> **INSTRUCTIONS TO FOLLOW**
Whenever a line below holds the word "string", count it; please give only the final number.

(DATA SECTION)

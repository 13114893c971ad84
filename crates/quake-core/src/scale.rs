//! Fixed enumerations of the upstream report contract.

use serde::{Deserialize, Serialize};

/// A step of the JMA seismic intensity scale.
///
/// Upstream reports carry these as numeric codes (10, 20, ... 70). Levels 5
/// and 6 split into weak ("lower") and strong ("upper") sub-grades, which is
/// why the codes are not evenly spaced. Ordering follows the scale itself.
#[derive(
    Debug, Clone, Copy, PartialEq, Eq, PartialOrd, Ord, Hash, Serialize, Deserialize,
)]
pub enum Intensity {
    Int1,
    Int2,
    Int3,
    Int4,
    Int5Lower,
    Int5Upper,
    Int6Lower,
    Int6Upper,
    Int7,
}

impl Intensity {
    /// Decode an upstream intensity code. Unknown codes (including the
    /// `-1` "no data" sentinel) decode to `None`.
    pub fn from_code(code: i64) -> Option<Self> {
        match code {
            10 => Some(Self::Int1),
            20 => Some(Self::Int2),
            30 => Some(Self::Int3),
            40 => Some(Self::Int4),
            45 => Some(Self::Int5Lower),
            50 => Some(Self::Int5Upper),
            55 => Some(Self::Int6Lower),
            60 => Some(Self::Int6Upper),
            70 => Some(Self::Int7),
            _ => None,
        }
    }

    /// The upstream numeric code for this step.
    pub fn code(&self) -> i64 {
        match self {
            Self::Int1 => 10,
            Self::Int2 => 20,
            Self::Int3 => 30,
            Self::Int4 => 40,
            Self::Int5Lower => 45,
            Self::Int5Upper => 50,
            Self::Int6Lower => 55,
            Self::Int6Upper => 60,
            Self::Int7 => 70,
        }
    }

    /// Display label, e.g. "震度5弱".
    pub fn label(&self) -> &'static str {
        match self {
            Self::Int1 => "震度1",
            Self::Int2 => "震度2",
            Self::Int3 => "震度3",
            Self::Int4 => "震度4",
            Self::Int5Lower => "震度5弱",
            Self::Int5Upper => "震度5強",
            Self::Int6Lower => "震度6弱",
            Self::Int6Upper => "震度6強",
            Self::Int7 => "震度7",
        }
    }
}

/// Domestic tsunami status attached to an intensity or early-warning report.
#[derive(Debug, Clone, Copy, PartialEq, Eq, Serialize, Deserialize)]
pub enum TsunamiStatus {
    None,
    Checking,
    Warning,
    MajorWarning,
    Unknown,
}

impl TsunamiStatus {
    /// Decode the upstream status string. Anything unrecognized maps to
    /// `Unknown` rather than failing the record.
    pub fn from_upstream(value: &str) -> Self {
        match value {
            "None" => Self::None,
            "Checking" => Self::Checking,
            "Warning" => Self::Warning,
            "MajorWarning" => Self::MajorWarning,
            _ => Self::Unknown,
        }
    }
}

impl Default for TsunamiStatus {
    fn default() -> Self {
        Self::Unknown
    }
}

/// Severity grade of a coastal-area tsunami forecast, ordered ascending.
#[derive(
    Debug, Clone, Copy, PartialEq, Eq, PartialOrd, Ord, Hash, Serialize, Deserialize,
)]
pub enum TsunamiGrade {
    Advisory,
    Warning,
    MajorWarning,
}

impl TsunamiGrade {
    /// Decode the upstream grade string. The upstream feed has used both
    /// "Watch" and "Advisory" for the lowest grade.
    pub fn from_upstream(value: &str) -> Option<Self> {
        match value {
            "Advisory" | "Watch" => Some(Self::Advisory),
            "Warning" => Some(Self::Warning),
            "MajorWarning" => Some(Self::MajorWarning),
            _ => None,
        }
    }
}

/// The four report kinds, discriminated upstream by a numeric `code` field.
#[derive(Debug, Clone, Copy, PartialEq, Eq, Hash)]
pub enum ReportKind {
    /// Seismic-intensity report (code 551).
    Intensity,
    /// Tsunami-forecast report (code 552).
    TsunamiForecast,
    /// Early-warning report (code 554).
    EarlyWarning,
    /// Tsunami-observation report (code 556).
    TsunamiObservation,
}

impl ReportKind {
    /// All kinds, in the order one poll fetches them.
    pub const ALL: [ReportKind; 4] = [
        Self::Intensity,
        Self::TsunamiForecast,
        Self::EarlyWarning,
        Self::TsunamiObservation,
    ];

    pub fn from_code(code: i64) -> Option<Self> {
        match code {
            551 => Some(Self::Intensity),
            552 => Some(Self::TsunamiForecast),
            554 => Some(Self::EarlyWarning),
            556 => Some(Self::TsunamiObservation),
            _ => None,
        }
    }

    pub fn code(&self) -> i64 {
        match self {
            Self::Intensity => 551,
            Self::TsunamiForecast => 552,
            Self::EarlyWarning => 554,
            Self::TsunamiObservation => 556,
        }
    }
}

(End DATA SECTION)

> **ANSWER AREA**
2